MATERIALS PROVIDED Start Marker

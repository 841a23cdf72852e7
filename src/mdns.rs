//! Find cast devices on the local network with mDNS.

use anyhow::{format_err, Error};
use crate::{Result, util::named};
use futures::{Stream, TryStreamExt};
use ::mdns::{self as mdns_lib, Record, RecordKind, Response};
use std::{
    collections::BTreeMap,
    fmt::{self, Display},
    net::{IpAddr, SocketAddr},
    time::Duration,
};
use tokio::pin;

#[derive(Clone, Debug, Eq, PartialEq)]
pub struct Device {
    pub addr: SocketAddr,
    pub service_host: String,
    pub display_name: String,
    pub model: Option<String>,

    /// Name of the application the device is running, if any.
    pub app_name: Option<String>,
    pub uuid: Option<String>,
}

pub const SERVICE_NAME: &str = "_googlecast._tcp.local";

#[derive(Clone, Debug)]
pub enum Target {
    First,
    DisplayName(String),
    Id(String),
}

/// Period between mDNS queries while browsing. The first query goes out after one period.
const QUERY_INTERVAL: Duration = Duration::from_secs(1);

pub const DEFAULT_RESOLVE_TIMEOUT: Duration = Duration::from_secs(10);

/// Responses to repeated queries for cast devices.
fn browse() -> Result<impl Stream<Item = Result<Response>>> {
    Ok(mdns_lib::discover::all(SERVICE_NAME, QUERY_INTERVAL)?
           .listen()
           .err_into::<Error>())
}

/// The first device matching `target` to answer within `timeout`.
#[tracing::instrument(level = "debug", ret, err)]
pub async fn resolve_target(target: &Target, timeout: Duration) -> Result<Device> {
    let matches = browse()?
        .map_ok(|resp| devices_from_mdns_response(&resp)
                           .into_iter()
                           .find(|device| device.matches(target)))
        .try_filter_map(|device| futures::future::ready(Ok(device)));

    pin!(matches);

    tokio::time::timeout(timeout, matches.try_next()).await
        .map_err(|_elapsed| format_err!("resolve_target: timed out\n\
                                         _ target  = {target:?}\n\
                                         _ timeout = {timeout:?}"))??
        .ok_or_else(|| format_err!("resolve_target: device not found\n\
                                    _ target = {target:?}"))
}

/// Every device that answers within `timeout`, ordered by display name.
#[named]
pub async fn discover(timeout: Duration) -> Result<Vec<Device>> {
    let responses = browse()?;
    pin!(responses);

    let deadline = tokio::time::Instant::now() + timeout;
    let mut devices = BTreeMap::<String, Device>::new();

    loop {
        let resp = match tokio::time::timeout_at(deadline, responses.try_next()).await {
            Err(_) | Ok(Ok(None)) => break,
            Ok(Err(err)) => return Err(err),
            Ok(Ok(Some(resp))) => resp,
        };

        for device in devices_from_mdns_response(&resp) {
            devices.insert(device.service_host.clone(), device);
        }
    }

    tracing::debug!(target: function_path!(),
                    count = devices.len(),
                    "discover done");

    let mut devices = devices.into_values().collect::<Vec<_>>();
    devices.sort_by(|a, b| a.display_name.cmp(&b.display_name));
    Ok(devices)
}

/// Devices fully described by one response: a service PTR record with its SRV record,
/// and an address record for the SRV target. TXT fields are optional.
#[named]
pub fn devices_from_mdns_response(resp: &Response) -> Vec<Device> {
    const FUNCTION_PATH: &str = function_path!();

    tracing::trace!(target: FUNCTION_PATH,
                    ?resp,
                    "answers.len" = resp.answers.len(),
                    "additional.len" = resp.additional.len(),
                    "mdns::Response");

    let service_hosts = records(resp)
        .filter(|rec| rec.name == SERVICE_NAME)
        .filter_map(|rec| match &rec.kind {
            RecordKind::PTR(host) => Some(host.as_str()),
            _ => None,
        });

    let mut devices = Vec::new();

    for service_host in service_hosts {
        let Some((target, port)) = find_record(resp, service_host, |kind| match kind {
            RecordKind::SRV { target, port, .. } => Some((target.as_str(), *port)),
            _ => None,
        }) else {
            tracing::trace!(target: FUNCTION_PATH, service_host, "no SRV record");
            continue;
        };

        let Some(ip) = find_record(resp, target, |kind| match kind {
            RecordKind::A(ip) => Some(IpAddr::from(*ip)),
            RecordKind::AAAA(ip) => Some(IpAddr::from(*ip)),
            _ => None,
        }) else {
            tracing::trace!(target: FUNCTION_PATH, service_host, srv_target = target,
                            "no address record");
            continue;
        };

        let txt = find_record(resp, service_host, |kind| match kind {
            RecordKind::TXT(entries) => Some(entries.as_slice()),
            _ => None,
        }).unwrap_or_default();

        let mut device = Device {
            addr: SocketAddr::from((ip, port)),
            service_host: service_host.to_string(),
            display_name: format!("{ip}:{port}"),
            model: None,
            app_name: None,
            uuid: None,
        };

        for (key, value) in txt.iter().filter_map(|entry| entry.split_once('=')) {
            match key {
                "fn" => device.display_name = value.to_string(),
                "md" => device.model = Some(value.to_string()),
                "rs" => device.app_name = Some(value.to_string()),
                "id" => device.uuid = Some(value.to_string()),
                _ => (),
            }
        }

        tracing::trace!(target: FUNCTION_PATH, ?device, "device");

        devices.push(device);
    }

    devices
}

fn records(resp: &Response) -> impl Iterator<Item = &Record> {
    resp.answers.iter().chain(resp.additional.iter())
}

fn find_record<'a, T>(resp: &'a Response, name: &str,
                      select: impl Fn(&'a RecordKind) -> Option<T>)
-> Option<T>
{
    records(resp)
        .filter(|rec| rec.name == name)
        .find_map(|rec| select(&rec.kind))
}

impl Device {
    pub fn matches(&self, target: &Target) -> bool {
        match target {
            Target::First => true,
            Target::DisplayName(name) => &self.display_name == name,
            Target::Id(id) => self.uuid.as_ref() == Some(id),
        }
    }
}

impl Display for Device {
    fn fmt(&self, f: &mut fmt::Formatter) -> fmt::Result {
        write!(f, "{name:<24} {addr:<22} {model:<16} {app}",
               name = self.display_name,
               addr = self.addr.to_string(),
               model = self.model.as_deref().unwrap_or("-"),
               app = self.app_name.as_deref().unwrap_or("-"))
    }
}

#[cfg(test)]
mod test {
    use super::*;
    use std::net::Ipv4Addr;

    const ID_UUID: &str = "3123456789-abcd-0123-4567-89abcdef0123";

    fn response(with_address: bool) -> (Response, String) {
        let class = dns_parser::Class::IN;
        let ttl = 120_u32;

        let id = ID_UUID.replace('-', "");
        let srv_name = format!("Chromecast-{id}.{SERVICE_NAME}");
        let a_name = format!("{ID_UUID}.local");

        let mut additional = vec![
            Record {
                name: srv_name.clone(),
                kind: RecordKind::TXT([
                    format!("id={id}"),
                    "ve=05".to_string(),
                    "md=Chromecast Audio".to_string(),
                    "fn=Kitchen speaker".to_string(),
                    "st=0".to_string(),
                    "no-separator".to_string(),
                    "rs=Default Media Receiver".to_string(),
                ].into()),
                class, ttl
            },
            Record {
                name: srv_name.clone(),
                kind: RecordKind::SRV {
                    priority: 0, weight: 0, port: 8009,
                    target: a_name.clone(),
                },
                class, ttl
            },
        ];

        if with_address {
            additional.push(Record {
                name: a_name,
                kind: RecordKind::A(Ipv4Addr::from([192, 168, 1, 20])),
                class, ttl
            });
        }

        let resp = Response {
            answers: vec![
                Record {
                    name: SERVICE_NAME.to_string(),
                    kind: RecordKind::PTR(srv_name.clone()),
                    class, ttl
                },
            ],
            nameservers: vec![],
            additional,
        };

        (resp, srv_name)
    }

    #[test]
    fn device_from_full_response() {
        let (resp, srv_name) = response(true);

        let devices = devices_from_mdns_response(&resp);
        assert_eq!(devices.len(), 1);

        let device = &devices[0];
        assert_eq!(device.service_host, srv_name);
        assert_eq!(device.addr, SocketAddr::from(([192, 168, 1, 20], 8009)));
        assert_eq!(device.display_name, "Kitchen speaker");
        assert_eq!(device.model.as_deref(), Some("Chromecast Audio"));
        assert_eq!(device.app_name.as_deref(), Some("Default Media Receiver"));
        assert_eq!(device.uuid, Some(ID_UUID.replace('-', "")));

        assert!(device.matches(&Target::First));
        assert!(device.matches(&Target::DisplayName("Kitchen speaker".into())));
        assert!(!device.matches(&Target::Id(ID_UUID.into())));
    }

    #[test]
    fn device_without_address_is_skipped() {
        let (resp, _) = response(false);
        assert!(devices_from_mdns_response(&resp).is_empty());
    }
}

MATERIALS PROVIDED End Marker

(WHAT TO DO): Once you have checked every line of the material above, return the ones that hold the string "Receiver".

(RESULT):
                    "rs=Default Media Receiver".to_string(),
        assert_eq!(device.app_name.as_deref(), Some("Default Media Receiver"));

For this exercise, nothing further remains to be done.